Some companies are tackling this problem by turning to carbon-free energy sources. Google Cloud recently signed a deal to build a 149-megawatt solar plant located near the city of Toro in northwest Spain and expects that it will provide 90% of the energy needed to power its Madrid-area facilities and other offices in Spain within three years. Similar Google Cloud facilities are already operating in Finland, the United States, and Canada. Amazon’s logistics center in Seville (Spain) has 13,300 solar panels with the capacity to generate 5.26 megawatts, the company’s largest such facility in Europe.

Space Is the Final Frontier for Data Centers - Last year marked the first-time humanity deployed a conventional data center in space. The HPE Spaceborne Computer-2 – a set of HPE Edgeline Converged EL4000 Edge and HPE ProLiant machines, each with an Nvidia T4 GPU to support AI workloads – was sent to the International Space Station in February of 2021.

This is the first off-the-shelf server deployed in space to run actual production workloads.

Time for a hardware refresh- Elsewhere in space – on Mars landers, in satellites, in space station control systems – most of the computers are decades old.

The ISS itself runs on Intel 80286SX CPUs that date back to the late 1980s. There are also more than a hundred laptops on the ISS, as well as tablets and other devices. They are used as remote terminals to the command-and-control multiplexer demultiplexer computers, as well as for email, Internet, and recreation.
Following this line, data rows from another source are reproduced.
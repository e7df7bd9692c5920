// src/services/http.rs
use crate::BoxError;
use log::info;
use reqwest::Client;
use std::time::Duration;

const USER_AGENT: &str = "Mozilla/5.0 (Windows NT 10.0; Win64; x64) AppleWebKit/537.36";

/// One client per run; the timeout bounds every remote attempt.
pub fn build_client(timeout: Duration) -> Result<Client, BoxError> {
    let client = Client::builder()
        .user_agent(USER_AGENT)
        .timeout(timeout)
        .build()?;
    Ok(client)
}

pub async fn fetch_text(client: &Client, url: &str) -> Result<String, BoxError> {
    info!("Fetching {}", url);
    let body = client
        .get(url)
        .send()
        .await?
        .error_for_status()?
        .text()
        .await?;
    Ok(body)
}

pub async fn fetch_json(client: &Client, url: &str) -> Result<serde_json::Value, BoxError> {
    let body = fetch_text(client, url).await?;
    Ok(serde_json::from_str(&body)?)
}
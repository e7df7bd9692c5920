// src/services/mod.rs
pub mod adapter;
pub mod artifacts;
pub mod cascade;
pub mod correlation;
pub mod cross_asset;
pub mod heat;
pub mod http;
pub mod numeric;
pub mod odds;
pub mod percentile;
pub mod prices;
pub mod report;
pub mod vix;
Key systems run on hardened hardware that is protected against radiation. That means that they use either redundant circuits or insulating substrates instead of the usual semiconductor wafers on chips.
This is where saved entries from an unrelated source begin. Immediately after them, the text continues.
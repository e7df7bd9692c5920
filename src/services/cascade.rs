// src/services/cascade.rs
//
// Ordered fallback resolution. A cascade is a list of attempts tried in the
// order they were declared; the first one that yields a present value wins
// and nothing after it is invoked. Errors inside an attempt never escape.

use crate::models::TimeSeries;
use crate::BoxError;
use log::{debug, info, warn};
use std::fmt;
use std::future::Future;
use std::pin::Pin;

pub type AttemptFuture<'a, T> = Pin<Box<dyn Future<Output = Result<Option<T>, BoxError>> + 'a>>;
type Producer<'a, T> = Box<dyn FnOnce() -> AttemptFuture<'a, T> + 'a>;

/// Precedence layers, in the order a complete cascade visits them.
#[derive(Debug, Clone, Copy, PartialEq, Eq, Hash)]
pub enum SourceLayer {
    Local,
    PrimaryRemote,
    FallbackRemote,
    LastKnown,
    Override,
    StaticDefault,
}

impl SourceLayer {
    pub fn requires_network(self) -> bool {
        matches!(self, SourceLayer::PrimaryRemote | SourceLayer::FallbackRemote)
    }

    /// Layers whose value came from real data rather than an operator
    /// setting or a placeholder. Only these refresh last-good caches.
    pub fn is_fetched(self) -> bool {
        matches!(
            self,
            SourceLayer::Local | SourceLayer::PrimaryRemote | SourceLayer::FallbackRemote
        )
    }

    pub fn as_str(self) -> &'static str {
        match self {
            SourceLayer::Local => "local",
            SourceLayer::PrimaryRemote => "primary-remote",
            SourceLayer::FallbackRemote => "fallback-remote",
            SourceLayer::LastKnown => "last-known",
            SourceLayer::Override => "override",
            SourceLayer::StaticDefault => "static-default",
        }
    }
}

impl fmt::Display for SourceLayer {
    fn fmt(&self, f: &mut fmt::Formatter) -> fmt::Result {
        write!(f, "{}", self.as_str())
    }
}

/// Whether a produced value counts as a usable result.
pub trait Present {
    fn is_present(&self) -> bool;
}

impl Present for f64 {
    fn is_present(&self) -> bool {
        self.is_finite()
    }
}

impl Present for String {
    fn is_present(&self) -> bool {
        !self.trim().is_empty()
    }
}

impl Present for TimeSeries {
    fn is_present(&self) -> bool {
        !self.is_empty()
    }
}

impl<T> Present for Vec<T> {
    fn is_present(&self) -> bool {
        !self.is_empty()
    }
}

pub struct SourceAttempt<'a, T> {
    pub label: String,
    pub layer: SourceLayer,
    pub requires_network: bool,
    producer: Producer<'a, T>,
}

#[derive(Debug, Clone, PartialEq)]
pub enum AttemptOutcome {
    Won,
    Empty,
    Abstained(String),
    Skipped,
}

#[derive(Debug, Clone)]
pub struct AttemptLog {
    pub label: String,
    pub layer: SourceLayer,
    pub outcome: AttemptOutcome,
}

#[derive(Debug)]
pub struct Resolved<T> {
    pub value: Option<T>,
    pub label: Option<String>,
    pub layer: Option<SourceLayer>,
    pub trail: Vec<AttemptLog>,
}

impl<T> Resolved<T> {
    pub fn is_resolved(&self) -> bool {
        self.value.is_some()
    }

    /// The value, if it won at a fetched layer.
    pub fn fetched(&self) -> Option<&T> {
        match self.layer {
            Some(layer) if layer.is_fetched() => self.value.as_ref(),
            _ => None,
        }
    }

    pub fn into_parts(self) -> (Option<T>, Option<String>) {
        (self.value, self.label)
    }
}

pub struct Cascade<'a, T> {
    name: String,
    offline: bool,
    attempts: Vec<SourceAttempt<'a, T>>,
}

impl<'a, T: Present + 'a> Cascade<'a, T> {
    pub fn new(name: impl Into<String>) -> Self {
        Cascade {
            name: name.into(),
            offline: false,
            attempts: Vec::new(),
        }
    }

    /// Offline cascades skip network attempts without invoking them.
    pub fn offline(mut self, offline: bool) -> Self {
        self.offline = offline;
        self
    }

    pub fn attempt<F, Fut>(mut self, label: impl Into<String>, layer: SourceLayer, producer: F) -> Self
    where
        F: FnOnce() -> Fut + 'a,
        Fut: Future<Output = Result<Option<T>, BoxError>> + 'a,
    {
        let producer: Producer<'a, T> = Box::new(move || Box::pin(producer()) as AttemptFuture<'a, T>);
        self.attempts.push(SourceAttempt {
            label: label.into(),
            layer,
            requires_network: layer.requires_network(),
            producer,
        });
        self
    }

    /// A layer whose value is already known (override or static default).
    pub fn constant(self, label: impl Into<String>, layer: SourceLayer, value: Option<T>) -> Self {
        self.attempt(label, layer, move || async move { Ok(value) })
    }

    pub async fn resolve(self) -> Resolved<T> {
        let mut trail = Vec::with_capacity(self.attempts.len());

        for attempt in self.attempts {
            if self.offline && attempt.requires_network {
                debug!("[{}] skipping {} (offline)", self.name, attempt.label);
                trail.push(AttemptLog {
                    label: attempt.label,
                    layer: attempt.layer,
                    outcome: AttemptOutcome::Skipped,
                });
                continue;
            }

            let outcome = match (attempt.producer)().await {
                Ok(Some(value)) if value.is_present() => {
                    info!(
                        "[{}] resolved via {} ({})",
                        self.name, attempt.label, attempt.layer
                    );
                    trail.push(AttemptLog {
                        label: attempt.label.clone(),
                        layer: attempt.layer,
                        outcome: AttemptOutcome::Won,
                    });
                    return Resolved {
                        value: Some(value),
                        label: Some(attempt.label),
                        layer: Some(attempt.layer),
                        trail,
                    };
                }
                Ok(_) => {
                    debug!("[{}] {} produced nothing", self.name, attempt.label);
                    AttemptOutcome::Empty
                }
                Err(e) => {
                    warn!("[{}] {} failed: {}", self.name, attempt.label, e);
                    AttemptOutcome::Abstained(e.to_string())
                }
            };
            trail.push(AttemptLog {
                label: attempt.label,
                layer: attempt.layer,
                outcome,
            });
        }

        warn!("[{}] unresolved, every layer abstained", self.name);
        Resolved {
            value: None,
            label: None,
            layer: None,
            trail,
        }
    }
}

#[cfg(test)]
mod tests {
    use super::*;
    use std::cell::RefCell;
    use std::rc::Rc;

    fn tracked<'a>(
        calls: &Rc<RefCell<Vec<&'static str>>>,
        label: &'static str,
        result: Result<Option<f64>, &'static str>,
    ) -> impl FnOnce() -> AttemptFuture<'a, f64> {
        let calls = Rc::clone(calls);
        move || {
            calls.borrow_mut().push(label);
            Box::pin(async move { result.map_err(BoxError::from) })
        }
    }

    #[tokio::test]
    async fn first_success_short_circuits() {
        let calls = Rc::new(RefCell::new(Vec::new()));
        let resolved = Cascade::new("test")
            .attempt("a", SourceLayer::Local, tracked(&calls, "a", Err("boom")))
            .attempt("b", SourceLayer::LastKnown, tracked(&calls, "b", Ok(None)))
            .attempt("c", SourceLayer::Override, tracked(&calls, "c", Ok(Some(0.7))))
            .attempt("d", SourceLayer::StaticDefault, tracked(&calls, "d", Ok(Some(0.1))))
            .resolve()
            .await;

        assert_eq!(*calls.borrow(), vec!["a", "b", "c"]);
        assert_eq!(resolved.layer, Some(SourceLayer::Override));
        assert_eq!(resolved.into_parts(), (Some(0.7), Some("c".to_string())));
    }

    #[tokio::test]
    async fn non_finite_values_are_treated_as_absent() {
        let resolved = Cascade::new("test")
            .constant("nan", SourceLayer::Local, Some(f64::NAN))
            .constant("fallback", SourceLayer::StaticDefault, Some(0.3))
            .resolve()
            .await;
        assert_eq!(resolved.label.as_deref(), Some("fallback"));
        assert_eq!(resolved.trail[0].outcome, AttemptOutcome::Empty);
    }

    #[tokio::test]
    async fn all_abstain_yields_nothing() {
        let resolved: Resolved<f64> = Cascade::new("test")
            .attempt("a", SourceLayer::PrimaryRemote, || async { Err("down".into()) })
            .constant("default", SourceLayer::StaticDefault, None)
            .resolve()
            .await;
        assert!(!resolved.is_resolved());
        assert_eq!(resolved.into_parts(), (None, None));
    }

    #[tokio::test]
    async fn offline_skips_network_layers_without_invoking_them() {
        let calls = Rc::new(RefCell::new(Vec::new()));
        let resolved = Cascade::new("test")
            .offline(true)
            .attempt("remote", SourceLayer::PrimaryRemote, tracked(&calls, "remote", Ok(Some(1.0))))
            .attempt("cache", SourceLayer::LastKnown, tracked(&calls, "cache", Ok(Some(2.0))))
            .resolve()
            .await;
        assert_eq!(*calls.borrow(), vec!["cache"]);
        assert_eq!(resolved.value, Some(2.0));
        assert_eq!(resolved.trail[0].outcome, AttemptOutcome::Skipped);
    }

    #[tokio::test]
    async fn same_inputs_pick_same_winner() {
        for _ in 0..3 {
            let resolved = Cascade::new("test")
                .attempt("a", SourceLayer::Local, || async { Ok(None) })
                .constant("b", SourceLayer::Override, Some(0.55))
                .resolve()
                .await;
            assert_eq!(resolved.into_parts(), (Some(0.55), Some("b".to_string())));
        }
    }

    #[tokio::test]
    async fn only_fetched_layers_count_as_fetched() {
        let fetched = Cascade::new("test")
            .constant("local", SourceLayer::Local, Some(0.4))
            .resolve()
            .await;
        assert_eq!(fetched.fetched(), Some(&0.4));

        for layer in [SourceLayer::LastKnown, SourceLayer::Override, SourceLayer::StaticDefault] {
            let resolved = Cascade::new("test")
                .constant("x", layer, Some(0.4))
                .resolve()
                .await;
            assert_eq!(resolved.value, Some(0.4));
            assert_eq!(resolved.fetched(), None);
        }
    }
}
  • The invention of selectors delivers high enough density MRAM to enable True High-Density Data Centers to store data from LEO and MEO for the generation of AI models in space without going back to earth. Space becomes autonomous and independent of Terrestrial support eliminating the need for a link to Earth. This is essential if we are to deploy a similar model around the Moon and Mars. Backhauling to earth will not be an option.